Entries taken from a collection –
use cgmath::Vector3;
use serde::{Deserialize, Serialize};

use crate::error::{SimError, SimResult};

/// Collision/inertia geometry of a body, centered on its center of mass.
#[derive(Copy, Clone, Debug, PartialEq, Serialize, Deserialize)]
#[serde(tag = "type", rename_all = "snake_case")]
pub enum Shape {
    /// Axis-aligned box with full side lengths.
    Cuboid { sides: [f32; 3] },
}

impl Shape {
    pub fn cuboid(sides: Vector3<f32>) -> Self {
        Shape::Cuboid {
            sides: sides.into(),
        }
    }

    pub fn validate(&self) -> SimResult<()> {
        match self {
            Shape::Cuboid { sides } => {
                if sides.iter().all(|s| s.is_finite() && *s > 0.0) {
                    Ok(())
                } else {
                    Err(SimError::DegenerateShape(format!("cuboid sides {sides:?}")))
                }
            }
        }
    }

    pub fn volume(&self) -> f32 {
        match self {
            Shape::Cuboid { sides } => sides[0] * sides[1] * sides[2],
        }
    }

    /// Principal rotational inertia and mass of a solid body of this shape.
    pub fn rigid_mass(&self, density: f32) -> (Vector3<f32>, f32) {
        let mass = density * self.volume();
        match self {
            Shape::Cuboid { sides } => {
                let [x2, y2, z2] = sides.map(|s| s * s);
                let inertia = Vector3::new(y2 + z2, x2 + z2, x2 + y2) * (mass / 12.0);
                (inertia, mass)
            }
        }
    }

    /// Per-axis second moments `∫ρ r_i² dV` and mass, the affine counterpart
    /// of [`Shape::rigid_mass`].
    pub fn affine_mass(&self, density: f32) -> (Vector3<f32>, f32) {
        let mass = density * self.volume();
        match self {
            Shape::Cuboid { sides } => {
                let [x2, y2, z2] = sides.map(|s| s * s);
                (Vector3::new(x2, y2, z2) * (mass / 12.0), mass)
            }
        }
    }

    /// Corner points in the body frame.
    pub fn vertices(&self) -> [Vector3<f32>; 8] {
        match self {
            Shape::Cuboid { sides } => {
                let h = Vector3::from(*sides) * 0.5;
                let mut out = [Vector3::new(0.0, 0.0, 0.0); 8];
                for (i, v) in out.iter_mut().enumerate() {
                    let sx = if i & 1 == 0 { -h.x } else { h.x };
                    let sy = if i & 2 == 0 { -h.y } else { h.y };
                    let sz = if i & 4 == 0 { -h.z } else { h.z };
                    *v = Vector3::new(sx, sy, sz);
                }
                out
            }
        }
    }
}

pub(crate) fn validate_density(density: f32) -> SimResult<()> {
    if density.is_finite() && density > 0.0 {
        Ok(())
    } else {
        Err(SimError::InvalidDensity(density))
    }
}

#[cfg(test)]
mod tests {
    use super::*;
    use approx::assert_relative_eq;

    #[test]
    fn cube_inertia() {
        let shape = Shape::cuboid(Vector3::new(1.0, 1.0, 1.0));
        let (mr, mp) = shape.rigid_mass(2.0);
        assert_relative_eq!(mp, 2.0);
        assert_relative_eq!(mr, Vector3::new(1.0, 1.0, 1.0) * (2.0 / 6.0));
    }

    #[test]
    fn beam_affine_moments() {
        let shape = Shape::cuboid(Vector3::new(5.0, 1.0, 1.0));
        let (wa, wp) = shape.affine_mass(1.0);
        assert_relative_eq!(wp, 5.0);
        assert_relative_eq!(wa.x, 5.0 * 25.0 / 12.0);
        assert_relative_eq!(wa.y, 5.0 / 12.0);
        // Rigid inertia is the sum of the two orthogonal affine moments.
        let (mr, _) = shape.rigid_mass(1.0);
        assert_relative_eq!(mr.z, wa.x + wa.y);
    }

    #[test]
    fn corners_span_the_box() {
        let v = Shape::cuboid(Vector3::new(2.0, 4.0, 6.0)).vertices();
        assert_eq!(v[0], Vector3::new(-1.0, -2.0, -3.0));
        assert_eq!(v[7], Vector3::new(1.0, 2.0, 3.0));
    }

    #[test]
    fn rejects_degenerate_input() {
        assert!(Shape::cuboid(Vector3::new(1.0, 0.0, 1.0)).validate().is_err());
        assert!(Shape::Cuboid { sides: [1.0, f32::NAN, 1.0] }.validate().is_err());
        assert!(validate_density(0.0).is_err());
        assert!(validate_density(-1.0).is_err());
        assert!(validate_density(1.0).is_ok());
    }
}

Your objective –
Restate all of the data above. Match it word for word.

Task result –
use cgmath::Vector3;
use serde::{Deserialize, Serialize};

use crate::error::{SimError, SimResult};

/// Collision/inertia geometry of a body, centered on its center of mass.
#[derive(Copy, Clone, Debug, PartialEq, Serialize, Deserialize)]
#[serde(tag = "type", rename_all = "snake_case")]
pub enum Shape {
    /// Axis-aligned box with full side lengths.
    Cuboid { sides: [f32; 3] },
}

impl Shape {
    pub fn cuboid(sides: Vector3<f32>) -> Self {
        Shape::Cuboid {
            sides: sides.into(),
        }
    }

    pub fn validate(&self) -> SimResult<()> {
        match self {
            Shape::Cuboid { sides } => {
                if sides.iter().all(|s| s.is_finite() && *s > 0.0) {
                    Ok(())
                } else {
                    Err(SimError::DegenerateShape(format!("cuboid sides {sides:?}")))
                }
            }
        }
    }

    pub fn volume(&self) -> f32 {
        match self {
            Shape::Cuboid { sides } => sides[0] * sides[1] * sides[2],
        }
    }

    /// Principal rotational inertia and mass of a solid body of this shape.
    pub fn rigid_mass(&self, density: f32) -> (Vector3<f32>, f32) {
        let mass = density * self.volume();
        match self {
            Shape::Cuboid { sides } => {
                let [x2, y2, z2] = sides.map(|s| s * s);
                let inertia = Vector3::new(y2 + z2, x2 + z2, x2 + y2) * (mass / 12.0);
                (inertia, mass)
            }
        }
    }

    /// Per-axis second moments `∫ρ r_i² dV` and mass, the affine counterpart
    /// of [`Shape::rigid_mass`].
    pub fn affine_mass(&self, density: f32) -> (Vector3<f32>, f32) {
        let mass = density * self.volume();
        match self {
            Shape::Cuboid { sides } => {
                let [x2, y2, z2] = sides.map(|s| s * s);
                (Vector3::new(x2, y2, z2) * (mass / 12.0), mass)
            }
        }
    }

    /// Corner points in the body frame.
    pub fn vertices(&self) -> [Vector3<f32>; 8] {
        match self {
            Shape::Cuboid { sides } => {
                let h = Vector3::from(*sides) * 0.5;
                let mut out = [Vector3::new(0.0, 0.0, 0.0); 8];
                for (i, v) in out.iter_mut().enumerate() {
                    let sx = if i & 1 == 0 { -h.x } else { h.x };
                    let sy = if i & 2 == 0 { -h.y } else { h.y };
                    let sz = if i & 4 == 0 { -h.z } else { h.z };
                    *v = Vector3::new(sx, sy, sz);
                }
                out
            }
        }
    }
}

pub(crate) fn validate_density(density: f32) -> SimResult<()> {
    if density.is_finite() && density > 0.0 {
        Ok(())
    } else {
        Err(SimError::InvalidDensity(density))
    }
}

#[cfg(test)]
mod tests {
    use super::*;
    use approx::assert_relative_eq;

    #[test]
    fn cube_inertia() {
        let shape = Shape::cuboid(Vector3::new(1.0, 1.0, 1.0));
        let (mr, mp) = shape.rigid_mass(2.0);
        assert_relative_eq!(mp, 2.0);
        assert_relative_eq!(mr, Vector3::new(1.0, 1.0, 1.0) * (2.0 / 6.0));
    }

    #[test]
    fn beam_affine_moments() {
        let shape = Shape::cuboid(Vector3::new(5.0, 1.0, 1.0));
        let (wa, wp) = shape.affine_mass(1.0);
        assert_relative_eq!(wp, 5.0);
        assert_relative_eq!(wa.x, 5.0 * 25.0 / 12.0);
        assert_relative_eq!(wa.y, 5.0 / 12.0);
        // Rigid inertia is the sum of the two orthogonal affine moments.
        let (mr, _) = shape.rigid_mass(1.0);
        assert_relative_eq!(mr.z, wa.x + wa.y);
    }

    #[test]
    fn corners_span_the_box() {
        let v = Shape::cuboid(Vector3::new(2.0, 4.0, 6.0)).vertices();
        assert_eq!(v[0], Vector3::new(-1.0, -2.0, -3.0));
        assert_eq!(v[7], Vector3::new(1.0, 2.0, 3.0));
    }

    #[test]
    fn rejects_degenerate_input() {
        assert!(Shape::cuboid(Vector3::new(1.0, 0.0, 1.0)).validate().is_err());
        assert!(Shape::Cuboid { sides: [1.0, f32::NAN, 1.0] }.validate().is_err());
        assert!(validate_density(0.0).is_err());
        assert!(validate_density(-1.0).is_err());
        assert!(validate_density(1.0).is_ok());
    }
}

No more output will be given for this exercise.